These attacks were likely perpetrated by Boko Haram, a recognized terrorist organization known for kidnapping children and terrorizing Nigerian civilians for years. There is no ambiguity here, no debate over “context” or “competing narratives.” It is oppression and terrorism, pure and simple.
So I ask: Where are the activists who claim to care about human rights? Where are the influencers posting every hour, the students occupying campuses demanding action? Where are those same people who scream for the children of Gaza but are stone-cold silent for the children of Nigeria? Where is the United Nations?
Twenty-three years ago, I survived a terrorist attack when a Hamas suicide bomber boarded a bus in Jerusalem and blew himself up. As a victim of terrorism, I have spent my life “moving on” and building resilience for myself and other terrorism survivors. Yet I am inundated with daily messages saying that somehow, my Hamas terrorists are the real victims.
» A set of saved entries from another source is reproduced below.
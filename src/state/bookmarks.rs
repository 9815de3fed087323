//! Bookmark record layer.
//!
//! Owns the canonical `bookmarks` section and keeps the cache indices in step
//! when records are added or removed. Every function is pure: it reads the
//! given [`AppState`] and returns a new one (or a lookup result), leaving the
//! input untouched.
//!
//! # Failure Model
//!
//! The only fatal condition is a `bookmarks` section that is not a keyed map,
//! reported as [`BookmarkError::StructuralContract`] by the mutating
//! operations. Everything else is absorbed:
//!
//! | Situation                                   | Outcome                     |
//! |---------------------------------------------|-----------------------------|
//! | location is not an absolute URL             | state returned unchanged    |
//! | no record or cache entry for a location     | state returned unchanged    |
//! | entry is `null` or otherwise malformed      | skipped                     |
//! | cache names a key missing from `bookmarks`  | skipped                     |
//!
//! # Example
//!
//! ```rust
//! use bookmark_state::state::bookmarks::{add_bookmark, get_bookmarks_by_parent_id, update_favicon};
//! use bookmark_state::{AppState, Bookmark, Placement};
//!
//! let state = add_bookmark(&AppState::new(), Bookmark::new("https://brave.com/", "Brave"), None, Placement::After)?;
//! let state = update_favicon(&state, "https://brave.com/", "https://brave.com/favicon.ico")?;
//!
//! let children = get_bookmarks_by_parent_id(&state, Some(0));
//! assert_eq!(children[0].favicon.as_deref(), Some("https://brave.com/favicon.ico"));
//! # Ok::<(), bookmark_state::BookmarkError>(())
//! ```

use super::{AppState, Entries, Entry};
use crate::cache::{location, order, Placement};
use crate::domain::error::{BookmarkError, Result};
use crate::domain::{Bookmark, BookmarkFolder, SiteTag};
use std::collections::BTreeSet;
use std::sync::Arc;
use url::Url;

/// A child of a folder, as resolved through the ordering index.
#[derive(Debug, Clone, PartialEq)]
pub enum SiteRef {
    Bookmark(Arc<Bookmark>),
    Folder(Arc<BookmarkFolder>),
}

impl SiteRef {
    #[must_use]
    pub fn key(&self) -> &str {
        match self {
            Self::Bookmark(bookmark) => &bookmark.key,
            Self::Folder(folder) => &folder.key,
        }
    }
}

/// Checks that `bookmarks` is a keyed map and returns its entries.
///
/// # Errors
///
/// Returns [`BookmarkError::StructuralContract`] if the section is missing or
/// has any other shape (a list, a string, ...).
pub fn validate_state(state: &AppState) -> Result<&Entries<Bookmark>> {
    state.bookmarks.as_map().ok_or_else(|| {
        let shape = state.bookmarks.shape();
        tracing::error!(shape, "bookmarks section is not a map");
        BookmarkError::StructuralContract(format!("found {shape}"))
    })
}

/// Returns the well-formed record stored under `key`.
#[must_use]
pub fn get_bookmark<'a>(state: &'a AppState, key: &str) -> Option<&'a Arc<Bookmark>> {
    state.bookmarks.get_record(key)
}

/// Whether `key` names a well-formed bookmark record.
#[must_use]
pub fn is_bookmark(state: &AppState, key: &str) -> bool {
    get_bookmark(state, key).is_some()
}

/// Sets `favicon` on every record stored under `location`.
///
/// Candidates are the union of records whose `location` equals the argument
/// and the keys the location index holds for it. Candidates that are missing
/// from `bookmarks` or malformed are skipped. Records that are not updated stay
/// shared with the input state.
///
/// # Errors
///
/// Returns [`BookmarkError::StructuralContract`] if `bookmarks` is not a map.
///
/// # Example
///
/// ```rust
/// use bookmark_state::state::bookmarks::update_favicon;
/// use bookmark_state::AppState;
///
/// let state = AppState::new();
/// let next = update_favicon(&state, "not-a-url", "https://brave.com/favicon.ico")?;
/// assert_eq!(next, state);
/// # Ok::<(), bookmark_state::BookmarkError>(())
/// ```
pub fn update_favicon(state: &AppState, location: &str, favicon: &str) -> Result<AppState> {
    let _span = tracing::debug_span!("update_favicon",
        location = %location,
        favicon = %favicon
    ).entered();

    let entries = validate_state(state)?;

    if let Err(e) = Url::parse(location) {
        tracing::debug!(error = %e, "location is not a URL, leaving state unchanged");
        return Ok(state.clone());
    }

    let candidates: BTreeSet<&str> = entries
        .iter()
        .filter(|(_, entry)| entry.as_record().is_some_and(|record| record.location == location))
        .map(|(key, _)| key.as_str())
        .chain(location::get_keys_by_location(state, location).iter().map(String::as_str))
        .collect();

    let targets: Vec<&str> = candidates
        .into_iter()
        .filter(|key| {
            let found = entries.get(*key).is_some_and(|entry| entry.as_record().is_some());
            if !found {
                tracing::trace!(key = %key, "skipping stale or malformed entry");
            }
            found
        })
        .collect();

    if targets.is_empty() {
        tracing::debug!("no bookmarks match location");
        return Ok(state.clone());
    }

    let mut next = state.clone();
    if let Some(entries) = next.bookmarks.as_map_mut() {
        for key in &targets {
            if let Some(Entry::Record(record)) = entries.get_mut(*key) {
                Arc::make_mut(record).favicon = Some(favicon.to_string());
            }
        }
    }

    tracing::debug!(updated = targets.len(), "favicon updated");
    Ok(next)
}

/// Returns the bookmarks under `parent_folder_id` in cached display order.
///
/// `None` means no parent was given and yields an empty list. Ordering entries
/// whose key is missing or malformed in `bookmarks` are dropped; the remaining
/// records keep their relative order. Folders are not included, see
/// [`get_bookmarks_with_folders`].
#[must_use]
pub fn get_bookmarks_by_parent_id(state: &AppState, parent_folder_id: Option<i64>) -> Vec<Arc<Bookmark>> {
    let Some(parent_folder_id) = parent_folder_id else {
        return Vec::new();
    };

    let _span = tracing::debug_span!("get_bookmarks_by_parent_id", parent_folder_id).entered();

    let bookmarks: Vec<Arc<Bookmark>> = order::get_order_cache(state, parent_folder_id)
        .iter()
        .filter_map(|entry| get_bookmark(state, &entry.key).cloned())
        .collect();

    tracing::debug!(count = bookmarks.len(), "bookmarks resolved");
    bookmarks
}

/// Returns bookmarks and folders under `parent_folder_id` in cached display order.
///
/// Each ordering entry is resolved against `bookmarks` first, then against
/// `bookmarkFolders`. Entries found in neither are dropped.
#[must_use]
pub fn get_bookmarks_with_folders(state: &AppState, parent_folder_id: Option<i64>) -> Vec<SiteRef> {
    let Some(parent_folder_id) = parent_folder_id else {
        return Vec::new();
    };

    order::get_order_cache(state, parent_folder_id)
        .iter()
        .filter_map(|entry| {
            get_bookmark(state, &entry.key)
                .map(|bookmark| SiteRef::Bookmark(Arc::clone(bookmark)))
                .or_else(|| {
                    state
                        .bookmark_folders
                        .get_record(&entry.key)
                        .map(|folder| SiteRef::Folder(Arc::clone(folder)))
                })
        })
        .collect()
}

/// Stores `bookmark` and registers it in both cache indices.
///
/// The key is derived from the record's location, parent and partition, and the
/// record is tagged as a bookmark. An existing record with the same key is
/// replaced. In the ordering index the record goes next to `destination_key`
/// according to `placement`, or at the end of its parent.
///
/// # Errors
///
/// Returns [`BookmarkError::StructuralContract`] if `bookmarks` is not a map.
pub fn add_bookmark(
    state: &AppState,
    bookmark: Bookmark,
    destination_key: Option<&str>,
    placement: Placement,
) -> Result<AppState> {
    validate_state(state)?;

    let key = bookmark.derive_key();
    let _span = tracing::debug_span!("add_bookmark", key = %key).entered();

    let parent_folder_id = bookmark.parent_folder_id;
    let location = bookmark.location.clone();
    let record = Bookmark {
        key: key.clone(),
        tag: Some(SiteTag::bookmark()),
        ..bookmark
    };

    let mut next = state.clone();
    if let Some(entries) = next.bookmarks.as_map_mut() {
        entries.insert(key.clone(), Entry::Record(Arc::new(record)));
    }

    let next = location::add_location_key(&next, &location, &key);
    let next = order::add_to_order_cache(
        &next,
        parent_folder_id,
        &key,
        Some(SiteTag::bookmark()),
        destination_key,
        placement,
    );

    tracing::debug!("bookmark added");
    Ok(next)
}

/// Removes the entry stored under `key` together with its cache entries.
///
/// Malformed entries are removed from `bookmarks` only, since they carry no
/// location or parent to clean up. Unknown keys leave the state unchanged.
///
/// # Errors
///
/// Returns [`BookmarkError::StructuralContract`] if `bookmarks` is not a map.
pub fn remove_bookmark(state: &AppState, key: &str) -> Result<AppState> {
    let _span = tracing::debug_span!("remove_bookmark", key = %key).entered();

    let entries = validate_state(state)?;
    let Some(entry) = entries.get(key) else {
        tracing::debug!("bookmark not found");
        return Ok(state.clone());
    };

    let mut next = state.clone();
    if let Some(record) = entry.as_record() {
        next = location::remove_location_key(&next, &record.location, key);
        next = order::remove_from_order_cache(&next, record.parent_folder_id, key);
    }
    if let Some(entries) = next.bookmarks.as_map_mut() {
        entries.remove(key);
    }

    tracing::debug!("bookmark removed");
    Ok(next)
}
//! Tracing setup with file-based output.
//!
//! The state operations are instrumented with `tracing` spans and events. This
//! module installs a subscriber that writes them to a size-rotated file:
//!
//! ```text
//! tracing macros → EnvFilter → fmt layer → FileWriter → trace file (+ backups)
//! ```
//!
//! # Configuration
//!
//! - `trace_file`: where to write; nothing is installed when unset
//! - `trace_level`: an `EnvFilter` directive such as `"debug"` or
//!   `"bookmark_state::state=trace"`. Default: `"info"`
//!
//! # Modules
//!
//! - [`init`]: Subscriber setup
//! - [`file_writer`]: Rotating file writer with size-based rotation

mod file_writer;
mod init;

pub use file_writer::FileWriter;
pub use init::{init_tracing, DEFAULT_TRACE_LEVEL};
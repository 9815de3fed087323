//! Domain layer for the bookmark state store.
//!
//! This module contains the record models and the error taxonomy, independent of
//! how records are arranged inside the state tree.
//!
//! # Organization
//!
//! - [`error`]: Error types and result aliases
//! - [`bookmark`]: Bookmark and folder records, site tags and key derivation
//! - `lenient`: Tolerant field decoders shared with the cache
//!
//! # Examples
//!
//! ```
//! use bookmark_state::domain::{bookmark_key, Bookmark};
//!
//! let bookmark = Bookmark::new("https://brave.com/", "Brave");
//! assert_eq!(bookmark.derive_key(), bookmark_key("https://brave.com/", 0, 0));
//! ```

pub mod bookmark;
pub mod error;
pub(crate) mod lenient;

pub use bookmark::{bookmark_key, Bookmark, BookmarkFolder, SiteTag};
pub use error::{BookmarkError, Result};
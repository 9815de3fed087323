//! Tracing initialization and subscriber setup.
//!
//! This module configures the tracing subscriber that receives the spans and
//! events emitted by the state operations, writing them to a rotating file.

use super::file_writer::FileWriter;
use crate::Config;
use tracing_subscriber::{fmt, layer::SubscriberExt, util::SubscriberInitExt, EnvFilter};

/// Default filter directive when none is configured.
pub const DEFAULT_TRACE_LEVEL: &str = "info";

/// Initializes the tracing subscriber with rotating file output.
///
/// Sets up a pipeline that:
/// 1. Filters spans and events with an `EnvFilter` built from `trace_level`
/// 2. Formats them with the `fmt` layer (no ANSI colors)
/// 3. Writes them to `trace_file` through a [`FileWriter`]
///
/// # Initialization Behavior
///
/// - Does nothing if `trace_file` is not configured
/// - Creates the trace file's parent directory if it doesn't exist
/// - Silently gives up if directory creation fails (tracing is optional)
/// - Idempotent: only the first successful call installs a subscriber
///
/// Returns `true` if this call installed the global subscriber.
///
/// # Example
///
/// ```rust
/// use bookmark_state::observability::init_tracing;
/// use bookmark_state::Config;
///
/// let config = Config::default();
/// assert!(!init_tracing(&config));
/// ```
pub fn init_tracing(config: &Config) -> bool {
    let Some(trace_file) = config.trace_file.clone() else {
        return false;
    };

    if let Some(parent) = trace_file.parent() {
        if std::fs::create_dir_all(parent).is_err() {
            return false;
        }
    }

    let level = config.trace_level.as_deref().unwrap_or(DEFAULT_TRACE_LEVEL);
    let filter = EnvFilter::try_new(level).unwrap_or_else(|_| EnvFilter::new(DEFAULT_TRACE_LEVEL));

    let file_layer = fmt::layer()
        .with_ansi(false)
        .with_target(true)
        .with_writer(FileWriter::new(trace_file));

    tracing_subscriber::registry()
        .with(filter)
        .with(file_layer)
        .try_init()
        .is_ok()
}
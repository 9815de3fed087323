//! Tolerant field decoders for state read from disk or sync.
//!
//! Stored state is written by older clients and by hand, so a field holding
//! `null` or a value of the wrong type must not reject the object around it.
//! These helpers are used through `#[serde(deserialize_with = ...)]`.

use serde::de::DeserializeOwned;
use serde::{Deserialize, Deserializer};
use serde_json::Value;
use std::collections::BTreeMap;
use std::sync::Arc;

/// Decodes a field, falling back to `T::default()` when the stored value has
/// the wrong shape.
///
/// Only a malformed input stream is an error; any well-formed JSON value is
/// accepted.
pub(crate) fn or_default<'de, D, T>(deserializer: D) -> Result<T, D::Error>
where
    D: Deserializer<'de>,
    T: DeserializeOwned + Default,
{
    let value = Value::deserialize(deserializer)?;
    Ok(T::deserialize(value).unwrap_or_default())
}

/// Decodes a map of lists, such as a cache index.
///
/// A map that is not an object decodes as empty. Buckets that are not arrays
/// are dropped, and so are items inside a bucket that do not decode as `T`.
pub(crate) fn buckets<'de, D, T>(deserializer: D) -> Result<Arc<BTreeMap<String, Vec<T>>>, D::Error>
where
    D: Deserializer<'de>,
    T: DeserializeOwned,
{
    let Value::Object(map) = Value::deserialize(deserializer)? else {
        return Ok(Arc::default());
    };

    let buckets = map
        .into_iter()
        .filter_map(|(key, bucket)| match bucket {
            Value::Array(items) => {
                let items = items.into_iter().filter_map(|item| T::deserialize(item).ok()).collect();
                Some((key, items))
            }
            _ => None,
        })
        .collect();

    Ok(Arc::new(buckets))
}

#[cfg(test)]
mod tests {
    use super::*;
    use serde_json::json;

    #[derive(Debug, Default, Deserialize)]
    #[serde(default)]
    struct Sample {
        #[serde(deserialize_with = "or_default")]
        count: i64,
        #[serde(deserialize_with = "buckets")]
        index: Arc<BTreeMap<String, Vec<String>>>,
    }

    #[test]
    fn wrong_types_fall_back_to_default() {
        let sample: Sample = serde_json::from_value(json!({ "count": "three", "index": 4 })).unwrap();
        assert_eq!(sample.count, 0);
        assert!(sample.index.is_empty());
    }

    #[test]
    fn null_falls_back_to_default() {
        let sample: Sample = serde_json::from_value(json!({ "count": null, "index": null })).unwrap();
        assert_eq!(sample.count, 0);
        assert!(sample.index.is_empty());
    }

    #[test]
    fn buckets_drop_bad_shapes_and_keep_the_rest() {
        let sample: Sample = serde_json::from_value(json!({
            "count": 2,
            "index": { "a": ["x", 1, "y"], "b": null, "c": "z" }
        }))
        .unwrap();

        assert_eq!(sample.count, 2);
        assert_eq!(sample.index.len(), 1);
        assert_eq!(sample.index["a"], vec!["x".to_string(), "y".to_string()]);
    }
}
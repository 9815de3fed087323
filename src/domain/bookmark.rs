//! Bookmark and folder record models.
//!
//! Records are stored in the state tree keyed by a composite string built from
//! the location, the parent folder and the partition (see [`bookmark_key`]).
//! Fields the store does not interpret are kept in `extra` so that a record
//! survives a decode/encode cycle unchanged.

use super::lenient::or_default;
use serde::{Deserialize, Serialize};
use serde_json::{Map, Value};
use std::fmt;

/// Opaque site type tag supplied by the caller.
///
/// The store only compares tags for equality. The two values it assigns itself
/// are [`SiteTag::BOOKMARK`] and [`SiteTag::BOOKMARK_FOLDER`].
#[derive(Debug, Clone, PartialEq, Eq, Hash, Serialize, Deserialize)]
#[serde(transparent)]
pub struct SiteTag(pub String);

impl SiteTag {
    pub const BOOKMARK: &'static str = "bookmark";
    pub const BOOKMARK_FOLDER: &'static str = "bookmark-folder";

    #[must_use]
    pub fn bookmark() -> Self {
        Self(Self::BOOKMARK.to_string())
    }

    #[must_use]
    pub fn bookmark_folder() -> Self {
        Self(Self::BOOKMARK_FOLDER.to_string())
    }

    #[must_use]
    pub fn is_bookmark(&self) -> bool {
        self.0 == Self::BOOKMARK
    }

    #[must_use]
    pub fn is_bookmark_folder(&self) -> bool {
        self.0 == Self::BOOKMARK_FOLDER
    }
}

impl fmt::Display for SiteTag {
    fn fmt(&self, f: &mut fmt::Formatter<'_>) -> fmt::Result {
        f.write_str(&self.0)
    }
}

/// A saved site bookmark.
///
/// Any JSON object decodes into a `Bookmark`. A known field that is absent,
/// `null` or of the wrong type (a numeric title, a string parent id) takes its
/// default value.
#[derive(Debug, Clone, Default, PartialEq, Serialize, Deserialize)]
#[serde(rename_all = "camelCase", default)]
pub struct Bookmark {
    /// Composite identity, `"<location>|<parentFolderId>|<partitionNumber>"`.
    #[serde(deserialize_with = "or_default")]
    pub key: String,

    /// Bookmarked URL.
    #[serde(deserialize_with = "or_default")]
    pub location: String,

    #[serde(deserialize_with = "or_default")]
    pub title: String,

    /// Containing folder, `0` for the root.
    #[serde(deserialize_with = "or_default")]
    pub parent_folder_id: i64,

    #[serde(deserialize_with = "or_default")]
    pub partition_number: i64,

    /// Sync identifier, opaque to the store.
    pub object_id: Option<Value>,

    /// Favicon URL, filled in by [`update_favicon`](crate::state::bookmarks::update_favicon).
    #[serde(deserialize_with = "or_default")]
    pub favicon: Option<String>,

    #[serde(deserialize_with = "or_default")]
    pub theme_color: Option<String>,

    #[serde(rename = "type", deserialize_with = "or_default")]
    pub tag: Option<SiteTag>,

    /// Fields not interpreted by the store.
    #[serde(flatten)]
    pub extra: Map<String, Value>,
}

impl Bookmark {
    /// Creates a root-level bookmark in the default partition.
    ///
    /// The key is left empty; it is derived when the record is added to a state.
    ///
    /// # Examples
    ///
    /// ```
    /// use bookmark_state::Bookmark;
    ///
    /// let bookmark = Bookmark::new("https://brave.com/", "Brave");
    /// assert_eq!(bookmark.parent_folder_id, 0);
    /// assert!(bookmark.favicon.is_none());
    /// ```
    pub fn new(location: impl Into<String>, title: impl Into<String>) -> Self {
        Self {
            location: location.into(),
            title: title.into(),
            tag: Some(SiteTag::bookmark()),
            ..Self::default()
        }
    }

    /// Builds this record's composite key from its own fields.
    #[must_use]
    pub fn derive_key(&self) -> String {
        bookmark_key(&self.location, self.parent_folder_id, self.partition_number)
    }
}

/// A bookmark folder.
///
/// Folders live in the `bookmarkFolders` section and share the order index with
/// bookmarks. The store never mutates them.
#[derive(Debug, Clone, Default, PartialEq, Serialize, Deserialize)]
#[serde(rename_all = "camelCase", default)]
pub struct BookmarkFolder {
    #[serde(deserialize_with = "or_default")]
    pub key: String,
    #[serde(deserialize_with = "or_default")]
    pub folder_id: i64,
    #[serde(deserialize_with = "or_default")]
    pub parent_folder_id: i64,
    #[serde(deserialize_with = "or_default")]
    pub title: String,
    pub object_id: Option<Value>,

    #[serde(rename = "type", deserialize_with = "or_default")]
    pub tag: Option<SiteTag>,

    #[serde(flatten)]
    pub extra: Map<String, Value>,
}

/// Builds the composite key identifying a bookmark.
///
/// # Examples
///
/// ```
/// use bookmark_state::domain::bookmark_key;
///
/// assert_eq!(bookmark_key("https://brave.com/", 0, 0), "https://brave.com/|0|0");
/// assert_eq!(bookmark_key("https://brave.com/", 3, 1), "https://brave.com/|3|1");
/// ```
#[must_use]
pub fn bookmark_key(location: &str, parent_folder_id: i64, partition_number: i64) -> String {
    format!("{location}|{parent_folder_id}|{partition_number}")
}
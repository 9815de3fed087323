//! Derived secondary indices over the bookmark records.
//!
//! The cache keeps two lookups alongside the canonical `bookmarks` section:
//!
//! - `bookmarkOrder`: parent folder id (stringified) → ordered [`OrderEntry`] list
//! - `bookmarkLocation`: URL → keys of every record stored under that URL
//!
//! Both are advisory. They may be stale with respect to the records, so every
//! reader filters what it gets back against the canonical section instead of
//! trusting it. Writers in [`order`] and [`location`] are total and return a
//! new [`AppState`](crate::AppState).
//!
//! # Modules
//!
//! - [`order`]: Per-parent ordering index
//! - [`location`]: URL to key index

pub mod location;
pub mod order;

pub use location::{add_location_key, generate_location_cache, get_keys_by_location, remove_location_key};
pub use order::{add_to_order_cache, get_order_cache, remove_from_order_cache, remove_order_parent, OrderEntry, Placement};

use crate::domain::lenient::buckets;
use serde::{Deserialize, Serialize};
use std::collections::BTreeMap;
use std::sync::Arc;

/// The `cache` section of the state tree.
///
/// An index that is absent, `null` or not an object decodes as empty. Inside an
/// index, buckets that are not lists are dropped, as are bucket items of the
/// wrong shape.
#[derive(Debug, Clone, Default, PartialEq, Serialize, Deserialize)]
#[serde(rename_all = "camelCase", default)]
pub struct Cache {
    #[serde(deserialize_with = "buckets")]
    pub bookmark_order: Arc<BTreeMap<String, Vec<OrderEntry>>>,

    #[serde(deserialize_with = "buckets")]
    pub bookmark_location: Arc<BTreeMap<String, Vec<String>>>,
}
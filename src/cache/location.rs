//! Location index: which record keys are stored under a given URL.
//!
//! One URL can back several records (the same site bookmarked in different
//! folders or partitions). Keys inside a bucket are unique; empty buckets are
//! removed rather than kept around.

use crate::state::AppState;
use std::collections::BTreeMap;
use std::sync::Arc;

/// Returns the keys cached for `location`, or an empty slice if none are.
///
/// The keys are a hint. Some of them may no longer exist in `bookmarks`.
///
/// # Examples
///
/// ```
/// use bookmark_state::cache::get_keys_by_location;
/// use bookmark_state::AppState;
///
/// let state = AppState::new();
/// assert!(get_keys_by_location(&state, "https://brave.com/").is_empty());
/// ```
#[must_use]
pub fn get_keys_by_location<'a>(state: &'a AppState, location: &str) -> &'a [String] {
    state
        .cache
        .bookmark_location
        .get(location)
        .map(Vec::as_slice)
        .unwrap_or_default()
}

/// Records that `key` is stored under `location`.
///
/// Empty locations or keys are ignored, as are keys already present.
#[must_use]
pub fn add_location_key(state: &AppState, location: &str, key: &str) -> AppState {
    if location.is_empty() || key.is_empty() {
        tracing::trace!(location = %location, key = %key, "skipping empty location cache entry");
        return state.clone();
    }
    if get_keys_by_location(state, location).iter().any(|cached| cached == key) {
        return state.clone();
    }

    let mut next = state.clone();
    Arc::make_mut(&mut next.cache.bookmark_location)
        .entry(location.to_string())
        .or_default()
        .push(key.to_string());

    tracing::debug!(location = %location, key = %key, "location cache key added");
    next
}

/// Forgets that `key` is stored under `location`, dropping the bucket once empty.
#[must_use]
pub fn remove_location_key(state: &AppState, location: &str, key: &str) -> AppState {
    if !get_keys_by_location(state, location).iter().any(|cached| cached == key) {
        return state.clone();
    }

    let mut next = state.clone();
    let buckets = Arc::make_mut(&mut next.cache.bookmark_location);
    let emptied = buckets.get_mut(location).is_some_and(|bucket| {
        bucket.retain(|cached| cached != key);
        bucket.is_empty()
    });
    if emptied {
        buckets.remove(location);
    }

    tracing::debug!(location = %location, key = %key, "location cache key removed");
    next
}

/// Rebuilds the location index from the well-formed records in `bookmarks`.
///
/// Malformed entries and records without a location are left out. If
/// `bookmarks` is not a map the resulting index is empty.
#[must_use]
pub fn generate_location_cache(state: &AppState) -> AppState {
    let _span = tracing::debug_span!("generate_location_cache").entered();

    let mut index: BTreeMap<String, Vec<String>> = BTreeMap::new();
    if let Some(entries) = state.bookmarks.as_map() {
        for (key, entry) in entries {
            let Some(record) = entry.as_record() else {
                continue;
            };
            if record.location.is_empty() {
                continue;
            }
            index.entry(record.location.clone()).or_default().push(key.clone());
        }
    }

    tracing::debug!(locations = index.len(), "location cache generated");

    let mut next = state.clone();
    next.cache.bookmark_location = Arc::new(index);
    next
}
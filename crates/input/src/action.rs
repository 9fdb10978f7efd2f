use cubespace_kernel::Move;

/// A high-level action any input surface can produce.
#[derive(Debug, Clone, Copy, PartialEq, Eq)]
pub enum Action {
    /// Request one layer turn.
    Turn(Move),
    /// Abort the turn in progress and drop the queue.
    Cancel,
    /// Return to the solved cube.
    Reset,
    /// Fetch a scramble from the solver service and play it.
    Scramble,
    /// Ask the solver service for a solution to the current state.
    Solve,
    /// Start or stop the idle spin.
    ToggleSpin,
    /// Unbound input.
    Noop,
}

impl Action {
    pub fn is_turn(&self) -> bool {
        matches!(self, Action::Turn(_))
    }
}
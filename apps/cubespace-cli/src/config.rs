use cubespace_animate::AnimationConfig;
use cubespace_assembly::LatticeConfig;
use cubespace_service::ServiceConfig;
use serde::{Deserialize, Serialize};
use std::path::{Path, PathBuf};

#[derive(Debug, thiserror::Error)]
pub enum ConfigError {
    #[error("reading {path}: {source}")]
    Io {
        path: PathBuf,
        source: std::io::Error,
    },
    #[error("parsing {path}: {source}")]
    Parse {
        path: PathBuf,
        source: serde_json::Error,
    },
}

/// Everything the CLI can configure. Missing sections and fields keep their
/// defaults.
#[derive(Debug, Clone, Default, PartialEq, Serialize, Deserialize)]
#[serde(default)]
pub struct CubespaceConfig {
    pub lattice: LatticeConfig,
    pub animation: AnimationConfig,
    pub service: ServiceConfig,
}

impl CubespaceConfig {
    /// Load from a JSON file, or defaults when no path is given.
    pub fn load(path: Option<&Path>) -> Result<Self, ConfigError> {
        let Some(path) = path else {
            return Ok(Self::default());
        };
        let text = std::fs::read_to_string(path).map_err(|source| ConfigError::Io {
            path: path.to_path_buf(),
            source,
        })?;
        let config = Self::from_json(&text).map_err(|source| ConfigError::Parse {
            path: path.to_path_buf(),
            source,
        })?;
        tracing::debug!(path = %path.display(), "loaded config");
        Ok(config)
    }

    pub fn from_json(text: &str) -> Result<Self, serde_json::Error> {
        serde_json::from_str(text)
    }
}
Sadly, the world’s outrage has become deeply selective, shaped less by concern for victims than by biased media narratives and political agendas.
If the abduction of innocent preschool children by a recognized terrorist group doesn’t move the world, then we have to ask: what is really driving today’s outrage? The masses protesting in the streets have become sad pawns in a media chess game they barely understand.
When the world only cares and rallies on behalf of certain victims, it sends the devastating message that some lives matter more than others. Children kidnapped by terrorists in Nigeria should matter. Families living under the constant threat of terrorism in Africa should matter. Victims of terrorism everywhere should matter.
Sadly, they don’t.
To those taking the time to fight for someone else’s freedom, I ask you to take a moment to pause and ask how much you actually know about the fight you’re joining. Who taught you this narrative? Why do some victims move the world while others are met with indifference and silence?
Close your eyes and think of these terrified 3-year-olds that most of the world hasn’t even heard about. Think of their parents, waiting for their children to come home each night, living the nightmare of a missing, terrorized child, not knowing where their children are and not being able to do anything to save them.
They are also living with the world’s deafening silence.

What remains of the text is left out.